» TASK STATEMENT:
Only an exact copy of the records, from the line with "pub const BLOODSEEKER_RAGE_RING: u32" through the last line, is wanted.

» MATERIAL TO PROCESS:
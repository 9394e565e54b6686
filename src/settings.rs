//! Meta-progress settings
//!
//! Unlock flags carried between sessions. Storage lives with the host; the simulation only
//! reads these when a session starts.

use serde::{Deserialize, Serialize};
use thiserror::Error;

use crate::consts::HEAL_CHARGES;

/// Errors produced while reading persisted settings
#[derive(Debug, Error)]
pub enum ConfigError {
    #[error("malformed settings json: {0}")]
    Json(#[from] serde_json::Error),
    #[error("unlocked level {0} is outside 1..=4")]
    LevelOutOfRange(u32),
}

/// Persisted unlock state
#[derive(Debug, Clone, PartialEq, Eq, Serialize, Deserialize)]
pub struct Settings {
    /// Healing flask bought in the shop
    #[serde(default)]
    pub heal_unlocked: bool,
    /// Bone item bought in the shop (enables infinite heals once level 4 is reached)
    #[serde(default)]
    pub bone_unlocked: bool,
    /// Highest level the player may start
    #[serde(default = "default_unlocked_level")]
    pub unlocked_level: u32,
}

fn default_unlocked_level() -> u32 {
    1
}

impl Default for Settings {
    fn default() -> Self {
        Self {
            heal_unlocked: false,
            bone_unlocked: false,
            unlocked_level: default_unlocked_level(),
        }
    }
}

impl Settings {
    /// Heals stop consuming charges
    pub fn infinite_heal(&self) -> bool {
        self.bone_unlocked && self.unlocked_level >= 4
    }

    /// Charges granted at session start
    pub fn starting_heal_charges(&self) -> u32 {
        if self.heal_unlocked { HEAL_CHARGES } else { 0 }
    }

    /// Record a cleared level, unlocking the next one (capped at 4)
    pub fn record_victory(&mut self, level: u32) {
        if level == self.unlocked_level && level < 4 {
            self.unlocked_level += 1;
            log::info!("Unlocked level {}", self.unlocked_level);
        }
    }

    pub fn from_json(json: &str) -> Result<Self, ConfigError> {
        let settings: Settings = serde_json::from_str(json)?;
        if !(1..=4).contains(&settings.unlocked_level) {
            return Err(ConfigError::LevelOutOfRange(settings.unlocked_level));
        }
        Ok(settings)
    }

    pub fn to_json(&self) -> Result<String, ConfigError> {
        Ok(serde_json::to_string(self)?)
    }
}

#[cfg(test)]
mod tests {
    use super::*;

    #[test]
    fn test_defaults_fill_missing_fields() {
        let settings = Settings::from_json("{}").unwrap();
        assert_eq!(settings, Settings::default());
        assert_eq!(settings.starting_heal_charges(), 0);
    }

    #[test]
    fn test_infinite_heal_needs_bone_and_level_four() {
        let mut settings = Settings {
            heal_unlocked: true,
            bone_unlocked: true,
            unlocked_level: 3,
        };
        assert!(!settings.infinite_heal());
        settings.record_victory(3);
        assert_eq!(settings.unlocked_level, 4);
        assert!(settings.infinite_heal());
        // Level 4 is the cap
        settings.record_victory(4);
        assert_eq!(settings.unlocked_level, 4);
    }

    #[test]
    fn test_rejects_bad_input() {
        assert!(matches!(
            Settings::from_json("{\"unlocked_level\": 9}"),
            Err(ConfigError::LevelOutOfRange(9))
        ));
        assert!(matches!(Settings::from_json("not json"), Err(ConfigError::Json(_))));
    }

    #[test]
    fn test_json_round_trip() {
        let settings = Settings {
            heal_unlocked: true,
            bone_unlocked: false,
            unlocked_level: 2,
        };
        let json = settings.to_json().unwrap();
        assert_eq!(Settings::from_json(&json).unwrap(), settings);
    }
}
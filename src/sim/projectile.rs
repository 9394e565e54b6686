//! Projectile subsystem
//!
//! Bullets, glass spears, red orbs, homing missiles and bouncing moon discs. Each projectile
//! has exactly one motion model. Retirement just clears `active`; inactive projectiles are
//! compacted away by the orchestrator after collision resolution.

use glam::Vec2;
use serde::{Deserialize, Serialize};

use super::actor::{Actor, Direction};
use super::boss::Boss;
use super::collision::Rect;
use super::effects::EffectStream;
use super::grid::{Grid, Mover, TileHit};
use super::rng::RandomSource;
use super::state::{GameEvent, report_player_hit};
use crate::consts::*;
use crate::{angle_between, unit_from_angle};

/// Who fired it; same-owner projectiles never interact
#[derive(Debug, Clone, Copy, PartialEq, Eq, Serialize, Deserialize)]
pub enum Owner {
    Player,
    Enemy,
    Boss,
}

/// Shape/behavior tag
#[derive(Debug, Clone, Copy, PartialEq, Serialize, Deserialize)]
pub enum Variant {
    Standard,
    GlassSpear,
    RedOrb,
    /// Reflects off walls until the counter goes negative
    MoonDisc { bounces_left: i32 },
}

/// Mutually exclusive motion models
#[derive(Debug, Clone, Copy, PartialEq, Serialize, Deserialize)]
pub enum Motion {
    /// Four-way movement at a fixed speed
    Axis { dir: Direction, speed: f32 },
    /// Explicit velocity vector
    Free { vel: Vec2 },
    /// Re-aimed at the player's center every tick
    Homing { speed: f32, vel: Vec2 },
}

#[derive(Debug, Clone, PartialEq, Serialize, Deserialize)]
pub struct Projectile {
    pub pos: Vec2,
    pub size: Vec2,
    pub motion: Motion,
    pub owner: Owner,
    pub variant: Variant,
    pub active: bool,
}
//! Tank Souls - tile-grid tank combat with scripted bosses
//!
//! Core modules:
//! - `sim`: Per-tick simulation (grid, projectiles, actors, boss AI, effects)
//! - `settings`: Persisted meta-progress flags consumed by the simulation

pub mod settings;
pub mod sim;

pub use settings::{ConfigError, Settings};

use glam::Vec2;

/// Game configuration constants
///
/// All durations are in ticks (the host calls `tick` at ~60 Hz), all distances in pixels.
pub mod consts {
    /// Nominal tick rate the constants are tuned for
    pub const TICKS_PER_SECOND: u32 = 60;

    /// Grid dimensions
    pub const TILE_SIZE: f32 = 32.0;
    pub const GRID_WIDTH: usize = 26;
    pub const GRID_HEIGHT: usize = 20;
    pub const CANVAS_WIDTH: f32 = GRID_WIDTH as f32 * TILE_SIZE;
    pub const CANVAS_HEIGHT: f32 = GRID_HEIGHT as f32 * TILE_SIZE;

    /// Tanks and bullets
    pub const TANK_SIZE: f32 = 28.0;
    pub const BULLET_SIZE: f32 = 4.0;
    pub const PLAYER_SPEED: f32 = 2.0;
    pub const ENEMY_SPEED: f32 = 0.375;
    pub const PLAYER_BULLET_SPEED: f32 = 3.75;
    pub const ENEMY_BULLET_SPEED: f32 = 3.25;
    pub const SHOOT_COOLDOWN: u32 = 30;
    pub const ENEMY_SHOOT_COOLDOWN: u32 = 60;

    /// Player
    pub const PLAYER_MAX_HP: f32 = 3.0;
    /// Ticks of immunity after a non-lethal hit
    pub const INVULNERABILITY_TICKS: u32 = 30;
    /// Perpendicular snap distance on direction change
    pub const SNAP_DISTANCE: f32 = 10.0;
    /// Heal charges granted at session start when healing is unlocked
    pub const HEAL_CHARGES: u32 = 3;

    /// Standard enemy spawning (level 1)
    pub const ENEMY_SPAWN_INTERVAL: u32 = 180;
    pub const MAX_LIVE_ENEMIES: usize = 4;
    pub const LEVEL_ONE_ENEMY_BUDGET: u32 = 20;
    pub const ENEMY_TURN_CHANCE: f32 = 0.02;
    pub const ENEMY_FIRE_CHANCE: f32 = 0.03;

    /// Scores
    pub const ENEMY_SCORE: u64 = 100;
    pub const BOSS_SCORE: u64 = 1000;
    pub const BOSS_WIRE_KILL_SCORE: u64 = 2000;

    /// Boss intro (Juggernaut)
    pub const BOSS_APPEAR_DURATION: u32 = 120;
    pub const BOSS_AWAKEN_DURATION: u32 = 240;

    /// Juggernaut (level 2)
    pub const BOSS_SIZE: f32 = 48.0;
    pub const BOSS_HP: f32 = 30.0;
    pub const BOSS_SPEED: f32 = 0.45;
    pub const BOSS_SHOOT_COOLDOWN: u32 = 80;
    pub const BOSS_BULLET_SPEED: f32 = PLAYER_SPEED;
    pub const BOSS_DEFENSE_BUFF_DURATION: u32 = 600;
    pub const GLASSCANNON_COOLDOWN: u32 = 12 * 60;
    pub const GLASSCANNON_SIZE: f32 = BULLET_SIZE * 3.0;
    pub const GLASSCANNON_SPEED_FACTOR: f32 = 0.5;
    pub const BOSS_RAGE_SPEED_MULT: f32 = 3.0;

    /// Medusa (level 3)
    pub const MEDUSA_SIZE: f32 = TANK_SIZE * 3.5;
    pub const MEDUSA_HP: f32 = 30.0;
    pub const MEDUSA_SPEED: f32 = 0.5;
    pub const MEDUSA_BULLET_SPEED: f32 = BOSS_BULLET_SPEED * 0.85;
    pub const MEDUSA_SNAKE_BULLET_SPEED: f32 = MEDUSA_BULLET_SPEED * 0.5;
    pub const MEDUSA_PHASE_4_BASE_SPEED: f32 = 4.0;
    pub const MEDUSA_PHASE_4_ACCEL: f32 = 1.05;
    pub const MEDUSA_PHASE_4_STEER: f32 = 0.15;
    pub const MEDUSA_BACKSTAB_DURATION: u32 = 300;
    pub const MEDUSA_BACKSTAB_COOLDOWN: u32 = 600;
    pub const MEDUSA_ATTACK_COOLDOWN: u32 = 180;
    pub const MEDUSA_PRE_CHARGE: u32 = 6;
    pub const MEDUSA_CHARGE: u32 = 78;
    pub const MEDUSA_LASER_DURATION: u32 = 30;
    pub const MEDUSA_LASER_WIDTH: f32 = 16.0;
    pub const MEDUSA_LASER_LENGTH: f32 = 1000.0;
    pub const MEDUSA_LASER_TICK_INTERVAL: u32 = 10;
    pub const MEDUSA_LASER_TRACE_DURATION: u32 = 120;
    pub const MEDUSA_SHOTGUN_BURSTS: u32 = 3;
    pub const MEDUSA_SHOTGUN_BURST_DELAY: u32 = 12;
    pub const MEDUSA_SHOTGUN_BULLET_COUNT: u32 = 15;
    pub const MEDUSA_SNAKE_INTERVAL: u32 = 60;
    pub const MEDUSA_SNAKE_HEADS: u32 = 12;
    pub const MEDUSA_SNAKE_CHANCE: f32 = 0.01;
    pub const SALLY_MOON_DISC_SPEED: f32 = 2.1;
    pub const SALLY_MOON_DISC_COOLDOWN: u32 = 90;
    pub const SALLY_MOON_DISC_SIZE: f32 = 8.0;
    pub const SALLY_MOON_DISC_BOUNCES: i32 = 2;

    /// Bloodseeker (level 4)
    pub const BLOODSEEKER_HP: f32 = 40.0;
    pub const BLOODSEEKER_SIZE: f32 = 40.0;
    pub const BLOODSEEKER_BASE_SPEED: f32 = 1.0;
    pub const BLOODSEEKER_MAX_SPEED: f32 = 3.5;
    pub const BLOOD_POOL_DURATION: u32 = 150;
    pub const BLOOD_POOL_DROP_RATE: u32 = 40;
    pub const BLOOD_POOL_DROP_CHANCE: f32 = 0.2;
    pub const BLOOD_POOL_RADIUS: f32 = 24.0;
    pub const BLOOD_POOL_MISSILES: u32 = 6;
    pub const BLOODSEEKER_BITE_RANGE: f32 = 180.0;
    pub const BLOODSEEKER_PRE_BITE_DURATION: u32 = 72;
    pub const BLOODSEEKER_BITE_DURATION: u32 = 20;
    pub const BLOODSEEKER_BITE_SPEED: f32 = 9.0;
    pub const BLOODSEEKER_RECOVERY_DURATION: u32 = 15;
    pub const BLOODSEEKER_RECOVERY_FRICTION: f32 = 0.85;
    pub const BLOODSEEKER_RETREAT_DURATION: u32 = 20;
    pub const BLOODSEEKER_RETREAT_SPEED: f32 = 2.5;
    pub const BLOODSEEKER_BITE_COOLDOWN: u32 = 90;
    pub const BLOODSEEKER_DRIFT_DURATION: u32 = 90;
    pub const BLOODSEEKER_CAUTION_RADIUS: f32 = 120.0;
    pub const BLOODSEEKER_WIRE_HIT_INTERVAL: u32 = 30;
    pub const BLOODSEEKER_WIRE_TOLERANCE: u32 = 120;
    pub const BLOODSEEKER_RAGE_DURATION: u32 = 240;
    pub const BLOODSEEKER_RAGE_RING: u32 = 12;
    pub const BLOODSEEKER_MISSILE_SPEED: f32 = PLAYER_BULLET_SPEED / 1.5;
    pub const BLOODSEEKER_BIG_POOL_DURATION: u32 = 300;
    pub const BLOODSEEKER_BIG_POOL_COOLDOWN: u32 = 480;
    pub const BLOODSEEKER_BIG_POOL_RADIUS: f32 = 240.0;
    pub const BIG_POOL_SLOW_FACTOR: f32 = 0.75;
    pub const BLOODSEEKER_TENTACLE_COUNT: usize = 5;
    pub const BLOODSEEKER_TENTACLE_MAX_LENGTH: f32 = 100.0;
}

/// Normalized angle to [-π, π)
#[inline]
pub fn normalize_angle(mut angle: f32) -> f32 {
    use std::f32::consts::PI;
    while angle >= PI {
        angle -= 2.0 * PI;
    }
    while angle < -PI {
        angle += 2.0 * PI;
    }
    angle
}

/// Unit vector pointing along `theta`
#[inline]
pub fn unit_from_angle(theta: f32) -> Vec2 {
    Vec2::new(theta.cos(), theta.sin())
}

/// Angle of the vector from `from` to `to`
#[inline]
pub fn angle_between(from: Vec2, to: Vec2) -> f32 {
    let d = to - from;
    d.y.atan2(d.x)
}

» ANSWER TO THE EXERCISE:
    pub const BLOODSEEKER_RAGE_RING: u32 = 12;
    pub const BLOODSEEKER_MISSILE_SPEED: f32 = PLAYER_BULLET_SPEED / 1.5;
    pub const BLOODSEEKER_BIG_POOL_DURATION: u32 = 300;
    pub const BLOODSEEKER_BIG_POOL_COOLDOWN: u32 = 480;
    pub const BLOODSEEKER_BIG_POOL_RADIUS: f32 = 240.0;
    pub const BIG_POOL_SLOW_FACTOR: f32 = 0.75;
    pub const BLOODSEEKER_TENTACLE_COUNT: usize = 5;
    pub const BLOODSEEKER_TENTACLE_MAX_LENGTH: f32 = 100.0;
}

/// Normalized angle to [-π, π)
#[inline]
pub fn normalize_angle(mut angle: f32) -> f32 {
    use std::f32::consts::PI;
    while angle >= PI {
        angle -= 2.0 * PI;
    }
    while angle < -PI {
        angle += 2.0 * PI;
    }
    angle
}

/// Unit vector pointing along `theta`
#[inline]
pub fn unit_from_angle(theta: f32) -> Vec2 {
    Vec2::new(theta.cos(), theta.sin())
}

/// Angle of the vector from `from` to `to`
#[inline]
pub fn angle_between(from: Vec2, to: Vec2) -> f32 {
    let d = to - from;
    d.y.atan2(d.x)
}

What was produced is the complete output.